V&A Exhibition Road in London, UK by AL_A Architect

 
May 6th, 2011 by Sumit Singhal

Exhibition Road is changing. AL_A’s project will unlock the potential to bring new audiences into the V&A, breaking down the separation between street and museum, and taking the V&A onto Exhibition Road and Exhibition Road into the V&A.

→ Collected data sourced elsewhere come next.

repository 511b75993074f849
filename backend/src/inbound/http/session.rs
//! Session helpers to keep HTTP handlers free of framework-specific logic.
//!
//! Provides a thin wrapper around Actix sessions so handlers only deal with
//! domain-friendly operations such as persisting or retrieving a user id.

use actix_session::Session;
use actix_web::{FromRequest, HttpRequest, dev::Payload};
use futures_util::future::LocalBoxFuture;

use crate::domain::{Error, UserId};

pub(crate) const USER_ID_KEY: &str = "user_id";

/// Newtype wrapper that exposes higher-level session operations.
#[derive(Clone)]
pub struct SessionContext(Session);

impl SessionContext {
    /// Construct a new wrapper from the underlying Actix session.
    pub fn new(session: Session) -> Self {
        Self(session)
    }

    /// Persist the authenticated user's id in the session cookie.
    ///
    /// The session is renewed first so a pre-login cookie cannot be reused.
    pub fn persist_user(&self, user_id: UserId) -> Result<(), Error> {
        self.0.renew();
        self.0
            .insert(USER_ID_KEY, user_id.get())
            .map_err(|error| Error::internal(format!("failed to persist session: {error}")))
    }

    /// Fetch the current user id from the session, if present.
    pub fn user_id(&self) -> Result<Option<UserId>, Error> {
        let id = self
            .0
            .get::<i64>(USER_ID_KEY)
            .map_err(|error| Error::internal(format!("failed to read session: {error}")))?;
        match id {
            Some(raw) => match UserId::new(raw) {
                Ok(id) => Ok(Some(id)),
                Err(error) => {
                    tracing::warn!("invalid user id in session cookie: {error}");
                    Ok(None)
                }
            },
            None => Ok(None),
        }
    }

    /// Require an authenticated user id or return `401 Unauthorized`.
    pub fn require_user_id(&self) -> Result<UserId, Error> {
        self.user_id()?
            .ok_or_else(|| Error::unauthorized("login required"))
    }

    /// Drop every session entry and expire the cookie.
    pub fn purge(&self) {
        self.0.purge();
    }
}

impl FromRequest for SessionContext {
    type Error = actix_web::Error;
    type Future = LocalBoxFuture<'static, Result<Self, Self::Error>>;

    fn from_request(req: &HttpRequest, payload: &mut Payload) -> Self::Future {
        let fut = Session::from_request(req, payload);
        Box::pin(async move { fut.await.map(SessionContext::new) })
    }
}
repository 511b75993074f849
//! Inbound adapters that translate external requests into domain service
//! calls while keeping framework details at the edge.
//!
//! HTTP handlers live under [`http`].

pub mod http;
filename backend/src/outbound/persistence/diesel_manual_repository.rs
//! PostgreSQL-backed `ManualRepository` implementation using Diesel ORM.
//!
//! Search runs entirely in SQL: `ILIKE` for the search term, equality
//! filters, `ORDER BY <field>, id` and `LIMIT/OFFSET`, plus a `COUNT(*)`
//! over the same filters for the total. Titles sort under `COLLATE "C"` so
//! the order matches the byte-wise comparison in `domain::search`.

use async_trait::async_trait;
use diesel::pg::Pg;
use diesel::dsl::sql;
use diesel::expression::SqlLiteral;
use diesel::prelude::*;
use diesel::sql_types::Text;
use diesel_async::scoped_futures::ScopedFutureExt as _;
use diesel_async::{AsyncConnection as _, RunQueryDsl};
use pagination::Page;

use crate::domain::ports::{ManualRepository, ManualRepositoryError, NewManual};
use crate::domain::{
    Image, Manual, ManualId, ManualSearch, SearchScope, SortField, SortOrder, Visibility,
};

use super::error_mapping::{map_diesel_error, map_pool_error};
use super::models::{ImageRow, ManualRow, ManualUpdate, NewManualRow, collect_rows};
use super::pool::{DbPool, PoolError};
use super::schema::{images, manuals, steps};

/// Diesel-backed implementation of the `ManualRepository` port.
#[derive(Clone)]
pub struct DieselManualRepository {
    pool: DbPool,
}

impl DieselManualRepository {
    pub fn new(pool: DbPool) -> Self {
        Self { pool }
    }
}

fn pool_error(error: PoolError) -> ManualRepositoryError {
    map_pool_error(error, ManualRepositoryError::connection)
}

fn diesel_error(error: diesel::result::Error) -> ManualRepositoryError {
    map_diesel_error(
        error,
        ManualRepositoryError::query,
        ManualRepositoryError::connection,
    )
}

/// Escape `LIKE` metacharacters and wrap the term for a substring match.
fn like_pattern(term: &str) -> String {
    let mut escaped = String::with_capacity(term.len() + 2);
    escaped.push('%');
    for ch in term.chars() {
        if matches!(ch, '%' | '_' | '\\') {
            escaped.push('\\');
        }
        escaped.push(ch);
    }
    escaped.push('%');
    escaped
}

/// Scope and filters shared by the page query and the count query.
fn filtered(query: &ManualSearch, scope: &SearchScope) -> manuals::BoxedQuery<'static, Pg> {
    let mut statement = manuals::table.into_boxed();
    statement = match scope {
        SearchScope::Public => statement.filter(manuals::is_public.eq(true)),
        SearchScope::Owner(user) => statement.filter(manuals::owner_id.eq(user.get())),
        SearchScope::Visible(user) => statement.filter(
            manuals::is_public
                .eq(true)
                .or(manuals::owner_id.eq(user.get())),
        ),
    };
    if let Some(term) = query.normalised_term() {
        let pattern = like_pattern(&term);
        statement = statement.filter(
            manuals::title
                .ilike(pattern.clone())
                .or(manuals::description.ilike(pattern)),
        );
    }
    if let Some(category) = &query.category {
        statement = statement.filter(manuals::category.eq(category.clone()));
    }
    if let Some(visibility) = query.visibility {
        statement = statement.filter(manuals::is_public.eq(visibility.is_public()));
    }
    statement
}

/// `manuals.title` under the byte-wise collation.
fn title_bytewise() -> SqlLiteral<Text> {
    sql::<Text>(r#""manuals"."title" COLLATE "C""#)
}

fn ordered(
    statement: manuals::BoxedQuery<'static, Pg>,
    query: &ManualSearch,
) -> manuals::BoxedQuery<'static, Pg> {
    let statement = match (query.sort_by, query.sort_order) {
        (SortField::Title, SortOrder::Asc) => statement.order_by(title_bytewise().asc()),
        (SortField::Title, SortOrder::Desc) => statement.order_by(title_bytewise().desc()),
        (SortField::CreatedAt, SortOrder::Asc) => statement.order_by(manuals::created_at.asc()),
        (SortField::CreatedAt, SortOrder::Desc) => statement.order_by(manuals::created_at.desc()),
        (SortField::UpdatedAt, SortOrder::Asc) => statement.order_by(manuals::updated_at.asc()),
        (SortField::UpdatedAt, SortOrder::Desc) => statement.order_by(manuals::updated_at.desc()),
    };
    statement.then_order_by(manuals::id.asc())
}

#[async_trait]
impl ManualRepository for DieselManualRepository {
    async fn create(&self, manual: &NewManual) -> Result<Manual, ManualRepositoryError> {
        let mut conn = self.pool.get().await.map_err(pool_error)?;
        let row = NewManualRow {
            owner_id: manual.owner_id.get(),
            title: &manual.title,
            description: manual.description.as_deref(),
            category: manual.category.as_deref(),
            is_public: manual.visibility == Visibility::Public,
            created_at: manual.created_at,
            updated_at: manual.created_at,
        };
        let inserted: ManualRow = diesel::insert_into(manuals::table)
            .values(&row)
            .returning(ManualRow::as_returning())
            .get_result(&mut conn)
            .await
            .map_err(diesel_error)?;
        inserted.into_manual().map_err(ManualRepositoryError::query)
    }

    async fn find_by_id(&self, id: ManualId) -> Result<Option<Manual>, ManualRepositoryError> {
        let mut conn = self.pool.get().await.map_err(pool_error)?;
        let row: Option<ManualRow> = manuals::table
            .find(id.get())
            .select(ManualRow::as_select())
            .first(&mut conn)
            .await
            .optional()
            .map_err(diesel_error)?;
        row.map(ManualRow::into_manual)
            .transpose()
            .map_err(ManualRepositoryError::query)
    }

    async fn update(&self, manual: &Manual) -> Result<(), ManualRepositoryError> {
        let mut conn = self.pool.get().await.map_err(pool_error)?;
        let changes = ManualUpdate {
            title: &manual.title,
            description: manual.description.as_deref(),
            category: manual.category.as_deref(),
            is_public: manual.visibility.is_public(),
            updated_at: manual.updated_at,
        };
        let updated = diesel::update(manuals::table.find(manual.id.get()))
            .set(&changes)
            .execute(&mut conn)
            .await
            .map_err(diesel_error)?;
        if updated == 0 {
            return Err(ManualRepositoryError::not_found(manual.id.get()));
        }
        Ok(())
    }

    async fn delete_cascade(&self, id: ManualId) -> Result<Vec<Image>, ManualRepositoryError> {
        let mut conn = self.pool.get().await.map_err(pool_error)?;
        let manual_id = id.get();
        // Lock the manual so no step or image can be added while the
        // cascade runs.
        let removed: Option<Vec<ImageRow>> = conn
            .transaction(|conn| {
                async move {
                    let locked: Option<i64> = manuals::table
                        .find(manual_id)
                        .select(manuals::id)
                        .for_update()
                        .first(conn)
                        .await
                        .optional()?;
                    if locked.is_none() {
                        return Ok(None);
                    }
                    let doomed: Vec<ImageRow> = images::table
                        .inner_join(steps::table)
                        .filter(steps::manual_id.eq(manual_id))
                        .select(ImageRow::as_select())
                        .order_by(images::id)
                        .load(conn)
                        .await?;
                    diesel::delete(manuals::table.find(manual_id))
                        .execute(conn)
                        .await?;
                    Ok::<_, diesel::result::Error>(Some(doomed))
                }
                .scope_boxed()
            })
            .await
            .map_err(diesel_error)?;
        let rows = removed.ok_or_else(|| ManualRepositoryError::not_found(manual_id))?;
        collect_rows(rows, ImageRow::into_image).map_err(ManualRepositoryError::query)
    }

    async fn search(
        &self,
        query: &ManualSearch,
        scope: &SearchScope,
    ) -> Result<Page<Manual>, ManualRepositoryError> {
        let mut conn = self.pool.get().await.map_err(pool_error)?;
        let limit = i64::from(query.page.limit());
        let offset = i64::try_from(query.page.offset())
            .map_err(|_| ManualRepositoryError::query("page offset exceeds supported range"))?;

        let total: i64 = filtered(query, scope)
            .count()
            .get_result(&mut conn)
            .await
            .map_err(diesel_error)?;
        let rows: Vec<ManualRow> = ordered(filtered(query, scope), query)
            .select(ManualRow::as_select())
            .limit(limit)
            .offset(offset)
            .load(&mut conn)
            .await
            .map_err(diesel_error)?;

        let items =
            collect_rows(rows, ManualRow::into_manual).map_err(ManualRepositoryError::query)?;
        let total = u64::try_from(total).unwrap_or_default();
        Ok(Page::new(items, total, query.page))
    }
}

#[cfg(test)]
mod tests {
    //! Regression coverage for this module.
    use super::*;
    use rstest::rstest;

    #[rstest]
    #[case("onboard", "%onboard%")]
    #[case("100%", "%100\\%%")]
    #[case("snake_case", "%snake\\_case%")]
    #[case("back\\slash", "%back\\\\slash%")]
    fn like_patterns_escape_metacharacters(#[case] term: &str, #[case] expected: &str) {
        assert_eq!(like_pattern(term), expected);
    }

    #[rstest]
    fn search_statement_binds_every_filter() {
        let query = ManualSearch {
            search: Some("Guide".to_owned()),
            category: Some("hr".to_owned()),
            visibility: Some(Visibility::Public),
            ..ManualSearch::default()
        };
        let scope = SearchScope::Visible(crate::domain::UserId::new(4).expect("id"));
        let sql = diesel::debug_query::<Pg, _>(&ordered(filtered(&query, &scope), &query))
            .to_string();
        assert!(sql.contains("ILIKE"), "{sql}");
        assert!(sql.contains("\"manuals\".\"category\" ="), "{sql}");
        assert!(sql.contains("ORDER BY \"manuals\".\"updated_at\" DESC, \"manuals\".\"id\" ASC"), "{sql}");
    }

    #[rstest]
    #[case(SortOrder::Asc, "ASC")]
    #[case(SortOrder::Desc, "DESC")]
    fn title_sort_uses_the_c_collation(#[case] order: SortOrder, #[case] keyword: &str) {
        let query = ManualSearch {
            sort_by: SortField::Title,
            sort_order: order,
            ..ManualSearch::default()
        };
        let sql = diesel::debug_query::<Pg, _>(&ordered(filtered(&query, &SearchScope::Public), &query))
            .to_string();
        let expected = format!(r#"ORDER BY "manuals"."title" COLLATE "C" {keyword}, "manuals"."id" ASC"#);
        assert!(sql.contains(&expected), "{sql}");
    }
}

View of the courtyard at Night

  • Architects: AL_A Architect
  • Project: V&A Exhibition Road
  • Location: London, UK
  • Client: Victoria & Albert Museum
  • Programme: Gallery for temporary exhibitions, public courtyard and new museum entrance
  • Principal: Amanda Levete

Stairs to new gallery

  • Project Associate: Alice Dietsch
  • Area: 7,585 m2
  • Project Cost: £35m
  • Project Team: Ho Yin Ng, Bruce Davison, Matthew Wilkinson, Alex Bulygin, Eoin O’Dwyer, David Reeves, YooJin Kim, Filippo Previtali, Stefano Bertotti
  • Consultants:
     

    • Engineering: Arup
    • Quantity Surveyor: Equals
    • Lighting: DHA

New gallery space

Visitors will be drawn in from Exhibition Road by a large, light-filled public courtyard – South Kensington’s Drawing Room – where their experience of the V&A will begin. This will be a place for major installations, events and appropriation by the public. In the area of sun, there will be a fabulous café. AL_A’s design places visitors at the centre of this experience and from here they will be able to see through to the heart of the Museum, to the Hintze galleries and the Madejski Gardens.

On entering the museum visitors will be struck by the dramatic interplay between new and old. This entrance is not just for the new gallery, it is for the entire V&A collection. The route to the gallery below is woven into the fabric of the museum and the visitor is drawn down by a pool of natural light.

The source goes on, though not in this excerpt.